◆ **Given records**
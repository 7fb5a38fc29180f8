// Copyright Amazon.com, Inc. or its affiliates. All Rights Reserved.
// SPDX-License-Identifier: Apache-2.0

//! Deterministic packet protection for tests.
//!
//! The "cipher" XORs payload bytes with a seed and appends a tag derived
//! from the seed, packet number, and associated data. It is reversible and
//! tamper-evident, which is all the pipeline tests need; it offers no
//! security whatsoever.

use crate::crypto::{Error, HeaderKey, HeaderProtectionMask, Key, HEADER_PROTECTION_MASK_LEN};

pub const TAG_LEN: usize = 16;
pub const SAMPLE_LEN: usize = 16;

#[derive(Clone, Copy, Debug, PartialEq, Eq)]
pub struct PacketKey {
    seed: u8,
}

impl PacketKey {
    pub const fn new(seed: u8) -> Self {
        Self { seed }
    }

    /// Returns the key the peer would use at the same level/phase
    pub const fn peer(&self) -> Self {
        // the toy cipher is symmetric
        Self { seed: self.seed }
    }

    fn tag(&self, packet_number: u64, header: &[u8], ciphertext: &[u8]) -> [u8; TAG_LEN] {
        let mut acc = self.seed;
        for byte in header.iter().chain(ciphertext.iter()) {
            acc = acc.rotate_left(3) ^ byte;
        }

        let pn = packet_number.to_be_bytes();
        let mut tag = [0u8; TAG_LEN];
        for (index, byte) in tag.iter_mut().enumerate() {
            *byte = acc
                .wrapping_add(index as u8)
                .wrapping_add(pn[index % pn.len()]);
        }
        tag
    }
}

impl Key for PacketKey {
    fn decrypt(&self, packet_number: u64, header: &[u8], payload: &mut [u8]) -> Result<(), Error> {
        let cleartext_len = payload.len().checked_sub(TAG_LEN).ok_or(Error::DECRYPT_ERROR)?;
        let (ciphertext, tag) = payload.split_at_mut(cleartext_len);

        let expected = self.tag(packet_number, header, ciphertext);
        if tag != expected {
            return Err(Error::DECRYPT_ERROR);
        }

        for byte in ciphertext.iter_mut() {
            *byte ^= self.seed;
        }

        Ok(())
    }

    fn encrypt(&self, packet_number: u64, header: &[u8], payload: &mut [u8]) -> Result<(), Error> {
        let cleartext_len = payload.len().checked_sub(TAG_LEN).ok_or(Error::INTERNAL_ERROR)?;
        let (ciphertext, tag) = payload.split_at_mut(cleartext_len);

        for byte in ciphertext.iter_mut() {
            *byte ^= self.seed;
        }

        tag.copy_from_slice(&self.tag(packet_number, header, ciphertext));

        Ok(())
    }

    fn tag_len(&self) -> usize {
        TAG_LEN
    }
}

impl HeaderKey for PacketKey {
    fn opening_header_protection_mask(&self, ciphertext_sample: &[u8]) -> HeaderProtectionMask {
        self.sealing_header_protection_mask(ciphertext_sample)
    }

    fn opening_sample_len(&self) -> usize {
        SAMPLE_LEN
    }

    fn sealing_header_protection_mask(&self, ciphertext_sample: &[u8]) -> HeaderProtectionMask {
        // header protection does not rotate with the packet key; see RFC
        // 9001 §5.4. Every test key shares the same mask derivation so
        // key updates behave like the real thing.
        let mut mask = [0u8; HEADER_PROTECTION_MASK_LEN];
        for (index, byte) in mask.iter_mut().enumerate() {
            *byte = ciphertext_sample[index % ciphertext_sample.len()] ^ 0x5a;
        }
        mask
    }

    fn sealing_sample_len(&self) -> usize {
        SAMPLE_LEN
    }
}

◆ **Exercise goal**
Out of the records above, pull each line containing the word "expected".

◆ **Task output**
        let expected = self.tag(packet_number, header, ciphertext);
        if tag != expected {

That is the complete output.